### REQUIREMENT
Each line of the listing below must be retyped as given.

### STUDY MATERIAL
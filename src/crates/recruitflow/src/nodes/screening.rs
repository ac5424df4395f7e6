use super::stage_failure;
use crate::capabilities::{InterviewScheduler, PrescreenRequest, ScheduleRequest, VoicePrescreener};
use crate::node_ids;
use crate::state::{StageStatus, WorkflowState};
use async_trait::async_trait;
use std::sync::Arc;
use tracing::{debug, info};
use workflow_core::{Node, Result, StageKind};

/// Automated voice calls with the shortlisted candidates
pub struct VoicePrescreening {
    prescreener: Arc<dyn VoicePrescreener>,
}

impl VoicePrescreening {
    pub fn new(prescreener: Arc<dyn VoicePrescreener>) -> Self {
        Self { prescreener }
    }
}

#[async_trait]
impl Node<WorkflowState> for VoicePrescreening {
    async fn execute(&self, state: &WorkflowState) -> Result<WorkflowState> {
        if state.prescreening.status != StageStatus::Pending {
            debug!(job_id = %state.job_id, status = ?state.prescreening.status, "Prescreening already settled");
            return Ok(state.clone());
        }
        if !self.prescreener.is_enabled() {
            info!(job_id = %state.job_id, "Voice prescreening disabled, skipping");
            return Ok(state.update(|s| s.prescreening.status = StageStatus::Skipped)?);
        }

        let request = PrescreenRequest {
            job_id: state.job_id.clone(),
            candidates: state.applicants.shortlisted().into_iter().cloned().collect(),
            questions: state.prescreening.questions.clone(),
        };
        let scores = self
            .prescreener
            .prescreen(&request)
            .await
            .map_err(|e| stage_failure(StageKind::Prescreening, node_ids::VOICE_PRESCREENING, e))?;

        info!(job_id = %state.job_id, screened = scores.len(), "Prescreening completed");
        Ok(state.update(|s| {
            s.prescreening.scores = scores;
            s.prescreening.status = StageStatus::Completed;
        })?)
    }
}

/// Books interviews for the shortlisted candidates
pub struct ScheduleInterview {
    scheduler: Arc<dyn InterviewScheduler>,
}

impl ScheduleInterview {
    pub fn new(scheduler: Arc<dyn InterviewScheduler>) -> Self {
        Self { scheduler }
    }
}

#[async_trait]
impl Node<WorkflowState> for ScheduleInterview {
    async fn execute(&self, state: &WorkflowState) -> Result<WorkflowState> {
        if state.interviews.status != StageStatus::Pending {
            debug!(job_id = %state.job_id, status = ?state.interviews.status, "Scheduling already settled");
            return Ok(state.clone());
        }
        if !self.scheduler.is_enabled() {
            info!(job_id = %state.job_id, "Interview scheduling disabled, skipping");
            return Ok(state.update(|s| s.interviews.status = StageStatus::Skipped)?);
        }

        let request = ScheduleRequest {
            job_id: state.job_id.clone(),
            candidate_ids: state.applicants.shortlisted_ids.clone(),
            not_before: state.updated_at,
        };
        let slots = self
            .scheduler
            .schedule(&request)
            .await
            .map_err(|e| stage_failure(StageKind::Scheduling, node_ids::SCHEDULE_INTERVIEW, e))?;

        info!(job_id = %state.job_id, scheduled = slots.len(), "Interviews scheduled");
        Ok(state.update(|s| {
            s.interviews.scheduled_count = slots.len() as u32;
            s.interviews.slots = slots;
            s.interviews.status = StageStatus::Completed;
        })?)
    }
}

### OUTPUT FOR THIS EXERCISE
filename src/crates/recruitflow/src/nodes/screening.rs
repository ac5424df4395f7e6
use super::stage_failure;
use crate::capabilities::{InterviewScheduler, PrescreenRequest, ScheduleRequest, VoicePrescreener};
use crate::node_ids;
use crate::state::{StageStatus, WorkflowState};
use async_trait::async_trait;
use std::sync::Arc;
use tracing::{debug, info};
use workflow_core::{Node, Result, StageKind};

/// Automated voice calls with the shortlisted candidates
pub struct VoicePrescreening {
    prescreener: Arc<dyn VoicePrescreener>,
}

impl VoicePrescreening {
    pub fn new(prescreener: Arc<dyn VoicePrescreener>) -> Self {
        Self { prescreener }
    }
}

#[async_trait]
impl Node<WorkflowState> for VoicePrescreening {
    async fn execute(&self, state: &WorkflowState) -> Result<WorkflowState> {
        if state.prescreening.status != StageStatus::Pending {
            debug!(job_id = %state.job_id, status = ?state.prescreening.status, "Prescreening already settled");
            return Ok(state.clone());
        }
        if !self.prescreener.is_enabled() {
            info!(job_id = %state.job_id, "Voice prescreening disabled, skipping");
            return Ok(state.update(|s| s.prescreening.status = StageStatus::Skipped)?);
        }

        let request = PrescreenRequest {
            job_id: state.job_id.clone(),
            candidates: state.applicants.shortlisted().into_iter().cloned().collect(),
            questions: state.prescreening.questions.clone(),
        };
        let scores = self
            .prescreener
            .prescreen(&request)
            .await
            .map_err(|e| stage_failure(StageKind::Prescreening, node_ids::VOICE_PRESCREENING, e))?;

        info!(job_id = %state.job_id, screened = scores.len(), "Prescreening completed");
        Ok(state.update(|s| {
            s.prescreening.scores = scores;
            s.prescreening.status = StageStatus::Completed;
        })?)
    }
}

/// Books interviews for the shortlisted candidates
pub struct ScheduleInterview {
    scheduler: Arc<dyn InterviewScheduler>,
}

impl ScheduleInterview {
    pub fn new(scheduler: Arc<dyn InterviewScheduler>) -> Self {
        Self { scheduler }
    }
}

#[async_trait]
impl Node<WorkflowState> for ScheduleInterview {
    async fn execute(&self, state: &WorkflowState) -> Result<WorkflowState> {
        if state.interviews.status != StageStatus::Pending {
            debug!(job_id = %state.job_id, status = ?state.interviews.status, "Scheduling already settled");
            return Ok(state.clone());
        }
        if !self.scheduler.is_enabled() {
            info!(job_id = %state.job_id, "Interview scheduling disabled, skipping");
            return Ok(state.update(|s| s.interviews.status = StageStatus::Skipped)?);
        }

        let request = ScheduleRequest {
            job_id: state.job_id.clone(),
            candidate_ids: state.applicants.shortlisted_ids.clone(),
            not_before: state.updated_at,
        };
        let slots = self
            .scheduler
            .schedule(&request)
            .await
            .map_err(|e| stage_failure(StageKind::Scheduling, node_ids::SCHEDULE_INTERVIEW, e))?;

        info!(job_id = %state.job_id, scheduled = slots.len(), "Interviews scheduled");
        Ok(state.update(|s| {
            s.interviews.scheduled_count = slots.len() as u32;
            s.interviews.slots = slots;
            s.interviews.status = StageStatus::Completed;
        })?)
    }
}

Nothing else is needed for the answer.